> REQUIRED ACTION
Reproduce the entries below exactly, but only from the line containing "A row counts" to the line containing "if !(self.center_band >", inclusive.

> AVAILABLE RECORDS
use std::path::Path;

use anyhow::Context as _;

use crate::foundation::core::AspectRatio;
use crate::foundation::error::{VestureError, VestureResult};

/// Tunables for the edge-activity coverage heuristic.
///
/// Thresholds are expressed on the normalized activity scale: mean absolute intensity
/// difference between horizontal neighbors divided by 255.
#[derive(Clone, Debug, PartialEq, serde::Serialize, serde::Deserialize)]
#[serde(default, deny_unknown_fields)]
pub struct DetectorConfig {
    pub grid_width: u32,
    pub grid_height: u32,
    /// Fraction of the grid width (centered) scanned for activity.
    pub center_band: f32,
    /// A row counts as "busy" above this activity.
    pub row_threshold: f32,
    /// The bottom edge is the lowest row above this activity.
    pub background_threshold: f32,
    /// A vertical band is active when at least this fraction of its rows is busy.
    pub band_fill: f32,
    /// Per-pixel neighbor difference (0..=255) that marks a column as busy when
    /// measuring spans and segments.
    pub pixel_edge: u8,
}

impl Default for DetectorConfig {
    fn default() -> Self {
        Self {
            grid_width: 64,
            grid_height: 128,
            center_band: 0.5,
            row_threshold: 0.08,
            background_threshold: 0.02,
            band_fill: 0.5,
            pixel_edge: 24,
        }
    }
}

impl DetectorConfig {
    pub fn validate(&self) -> VestureResult<()> {
        if self.grid_width < 8 || self.grid_height < 16 {
            return Err(VestureError::validation(
                "detector grid must be at least 8x16",
            ));
        }
        if !(self.center_band > 0.0 && self.center_band <= 1.0) {
            return Err(VestureError::validation(
                "detector center_band must be in (0, 1]",
            ));
        }
        for (name, v) in [
            ("row_threshold", self.row_threshold),
            ("background_threshold", self.background_threshold),
            ("band_fill", self.band_fill),
        ] {
            if !(0.0..=1.0).contains(&v) {
                return Err(VestureError::validation(format!(
                    "detector {name} must be in [0, 1], got {v}"
                )));
            }
        }
        if self.background_threshold > self.row_threshold {
            return Err(VestureError::validation(
                "detector background_threshold must not exceed row_threshold",
            ));
        }
        Ok(())
    }
}

/// What the pipeline does when the garment needs more body than the photo shows.
#[derive(
    Clone,
    Copy,
    Debug,
    Default,
    PartialEq,
    Eq,
    serde::Serialize,
    serde::Deserialize,
    clap::ValueEnum,
)]
#[serde(rename_all = "snake_case")]
pub enum ConstraintPolicy {
    /// Fail the request with a `GenerationConstraintError`.
    #[default]
    Reject,
    /// Continue in the safest mode the photo supports.
    Downgrade,
}

#[derive(Clone, Debug, PartialEq, serde::Serialize, serde::Deserialize)]
#[serde(default, deny_unknown_fields)]
pub struct PipelineConfig {
    pub detector: DetectorConfig,
    pub constraint_policy: ConstraintPolicy,
    pub default_aspect_ratio: AspectRatio,
    pub generation_timeout_ms: u64,
    pub identity_references_max: usize,
}

impl Default for PipelineConfig {
    fn default() -> Self {
        Self {
            detector: DetectorConfig::default(),
            constraint_policy: ConstraintPolicy::Reject,
            default_aspect_ratio: AspectRatio::default(),
            generation_timeout_ms: 60_000,
            identity_references_max: 3,
        }
    }
}

impl PipelineConfig {
    pub fn from_json_str(s: &str) -> VestureResult<Self> {
        let cfg: Self = serde_json::from_str(s)?;
        cfg.validate()?;
        Ok(cfg)
    }

    pub fn load(path: &Path) -> VestureResult<Self> {
        let s = std::fs::read_to_string(path)
            .with_context(|| format!("read pipeline config '{}'", path.display()))?;
        Self::from_json_str(&s)
    }

    pub fn validate(&self) -> VestureResult<()> {
        self.detector.validate()?;
        if self.generation_timeout_ms == 0 {
            return Err(VestureError::validation(
                "generation_timeout_ms must be > 0",
            ));
        }
        Ok(())
    }
}

#[cfg(test)]
mod tests {
    use super::*;

    #[test]
    fn defaults_validate() {
        PipelineConfig::default().validate().unwrap();
    }

    #[test]
    fn partial_json_fills_defaults() {
        let cfg = PipelineConfig::from_json_str(
            r#"{ "constraint_policy": "downgrade", "detector": { "row_threshold": 0.1 } }"#,
        )
        .unwrap();
        assert_eq!(cfg.constraint_policy, ConstraintPolicy::Downgrade);
        assert_eq!(cfg.detector.row_threshold, 0.1);
        assert_eq!(cfg.detector.grid_width, 64);
        assert_eq!(cfg.generation_timeout_ms, 60_000);
    }

    #[test]
    fn policy_names_match_between_cli_and_json() {
        use clap::ValueEnum as _;

        for policy in [ConstraintPolicy::Reject, ConstraintPolicy::Downgrade] {
            let name = policy.to_possible_value().unwrap().get_name().to_string();
            assert_eq!(ConstraintPolicy::from_str(&name, false).unwrap(), policy);
            assert_eq!(
                serde_json::to_string(&policy).unwrap(),
                format!("\"{name}\"")
            );
        }
    }

    #[test]
    fn unknown_fields_are_rejected() {
        let err = PipelineConfig::from_json_str(r#"{ "nope": 1 }"#).unwrap_err();
        assert!(err.to_string().contains("serialization error:"));
    }

    #[test]
    fn out_of_range_thresholds_are_rejected() {
        let mut cfg = PipelineConfig::default();
        cfg.detector.band_fill = 1.5;
        assert!(cfg.validate().is_err());

        let mut cfg = PipelineConfig::default();
        cfg.detector.background_threshold = 0.5;
        assert!(cfg.validate().is_err());

        let mut cfg = PipelineConfig::default();
        cfg.generation_timeout_ms = 0;
        assert!(cfg.validate().is_err());
    }
}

> REPLY TO THE TASK
    /// A row counts as "busy" above this activity.
    pub row_threshold: f32,
    /// The bottom edge is the lowest row above this activity.
    pub background_threshold: f32,
    /// A vertical band is active when at least this fraction of its rows is busy.
    pub band_fill: f32,
    /// Per-pixel neighbor difference (0..=255) that marks a column as busy when
    /// measuring spans and segments.
    pub pixel_edge: u8,
}

impl Default for DetectorConfig {
    fn default() -> Self {
        Self {
            grid_width: 64,
            grid_height: 128,
            center_band: 0.5,
            row_threshold: 0.08,
            background_threshold: 0.02,
            band_fill: 0.5,
            pixel_edge: 24,
        }
    }
}

impl DetectorConfig {
    pub fn validate(&self) -> VestureResult<()> {
        if self.grid_width < 8 || self.grid_height < 16 {
            return Err(VestureError::validation(
                "detector grid must be at least 8x16",
            ));
        }
        if !(self.center_band > 0.0 && self.center_band <= 1.0) {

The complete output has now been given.